I looked up from my computer hesitantly. “Waitlist for what?” I dared to ask.
“A petite laptop giraffe.”
“Oh, good.” (Can you hear my eyes roll?)
For two days, my husband had been jokingly claiming he wanted one (this, as we were about to put a deposit down on a puppy—of the canine variety) in reaction to a television commercial featuring a Russian tycoon who apparently has everything a man could possibly desire—including a miniature giraffe. It’s an odd decision for a symbol of ultimate frivolity, but perhaps it is that very peculiarity that makes the hoax nearly believable.
The Sokoblovsky Farms website (where my husband was able to get on the waitlist for the year 2518) presents an array of photographs, videos, and information that enchants the reader into believing it breeds two-foot-tall “Petite Lap Giraffes.” “It all started when Great Grandfather Nicolas escaped circus with best friend Alex, the giraffe,” the site explains, accompanied by two sepia photographs of Nicolas with his diminutive pet.
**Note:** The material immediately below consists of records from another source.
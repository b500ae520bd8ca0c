//! # boot0img
//!
//! Assemble a firmware image for the Allwinner "boot0" first-stage loader.
//!
//! boot0 is the mask-ROM-loaded program that locates the secondary firmware
//! blob on an SD card and jumps into it. This crate composes that blob: a
//! fixed 1536-byte header with a word-sum checksum, a DRAM payload (or a
//! synthesized trampoline), an SRAM/SCP payload (optionally rearranged for
//! the arisc control processor), and an optional U-Boot binary, all padded
//! and placed at the offsets the loader expects. The blob can be prefixed
//! with an existing boot0 binary (and a legacy partition table) to produce
//! an image writable straight to an SD card or block device.
//!
//! ## Example
//!
//! ```no_run
//! use boot0img::{Boot0ImageBuilder, OutputSink};
//!
//! let builder = Boot0ImageBuilder::new()
//!     .sram("scp.bin")
//!     .dram("trampoline64:0x40000000")
//!     .quiet(true);
//! builder.write(OutputSink::create("boot.img")?)?;
//! # Ok::<(), boot0img::Boot0ImgError>(())
//! ```

pub mod buffer;
pub mod builder;
pub mod checksum;
pub mod cli;
pub mod crc;
pub mod error;
pub mod genpart;
pub mod header;
pub mod mbr;
pub mod patch;
pub mod section;
pub mod sink;

pub use buffer::RawBuffer;
pub use builder::Boot0ImageBuilder;
pub use checksum::{ChecksumReport, word_sum};
pub use crc::calculate_crc32;
pub use error::{Boot0ImgError, Result};
pub use header::ImageHeader;
pub use patch::{Boot0Patcher, PatchOutcome, PatchState};
pub use sink::OutputSink;

/// Current version of the tool.
pub const VERSION: &str = env!("CARGO_PKG_VERSION");

/// Fixed size of the boot0 image header in bytes.
pub const HEADER_SIZE: usize = 0x600;

/// Seed folded into every word-sum checksum of the format.
pub const CHECKSUM_SEED: u32 = 0x5F0A_6C39;

/// Byte offset of the boot0 carve-out in a raw SD image.
pub const BOOT0_OFFSET: usize = 8192;

/// Maximum size of a boot0 binary.
pub const BOOT0_SIZE: usize = 32768;

/// Alignment of the final image length.
pub const BOOT0_ALIGN: usize = 0x4000;

/// DRAM address where boot0 loads the assembled blob.
pub const UBOOT_LOAD_ADDR: u32 = 0x4A00_0000;

/// Offset of the firmware blob in a raw SD image, in KiB.
pub const UBOOT_OFFSET_KB: usize = 19096;

/// Sector size the format expresses offsets and padding in.
pub const SECTOR_SIZE: usize = 512;

/// Round `value` up to the next multiple of `align`.
pub fn align_up(value: usize, align: usize) -> usize {
    value.div_ceil(align) * align
}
The delicate creatures, we are told, must be fed a diet of distilled water and bonsai leaves, and require extraordinary care, including weekly bubble baths and douses of Nikolai Rimsky-Korsakov’s orchestral suites.
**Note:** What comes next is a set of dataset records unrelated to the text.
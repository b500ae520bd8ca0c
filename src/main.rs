//! Main entry point for the boot0img CLI tool

use boot0img::cli::{self, Args};
use clap::{CommandFactory, Parser};

fn main() {
    // with no arguments at all, default to the usage help
    if std::env::args().len() <= 1 {
        Args::command().print_help().ok();
        return;
    }

    let args = match Args::try_parse() {
        Ok(args) => args,
        Err(e) if e.use_stderr() => {
            e.print().ok();
            std::process::exit(1);
        }
        Err(e) => {
            // --help and --version land here
            e.print().ok();
            return;
        }
    };

    if let Err(e) = cli::run(args) {
        eprintln!("Error: {}", e);
        std::process::exit(e.exit_code());
    }
}
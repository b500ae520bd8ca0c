//! CRC32 as used by the NAND-scheme partition tables.

/// Standard reflected CRC32 (polynomial 0xEDB88320) of `data`.
pub fn calculate_crc32(data: &[u8]) -> u32 {
    crc32fast::hash(data)
}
While I might have believed some well-spun tale about an eccentric Russian circus-animal breeder, it was those latter details that gave the hoax away. Still, I appreciate the Barnum-esque promotion which had me wondering if such a creature could exist. Elsewhere online, Petite Lap Giraffes have spawned a brief, but interesting debate about the possibility of their existence. Aside from those who chime in only to call near-believers idiotic, the overwhelming reaction is: “I wish it was real.” (See Ian Dennis Miller’s blog for photographic disproof and a slew of such comments.)
But why? Does this reflect a desire for the exotic? A Noah’s Ark impulse to nurture and protect? Or simply a space for the imagination to play? Are we so desperate to believe in something that we will believe anything—if its marketed well? Barnum, at least, would be pleased.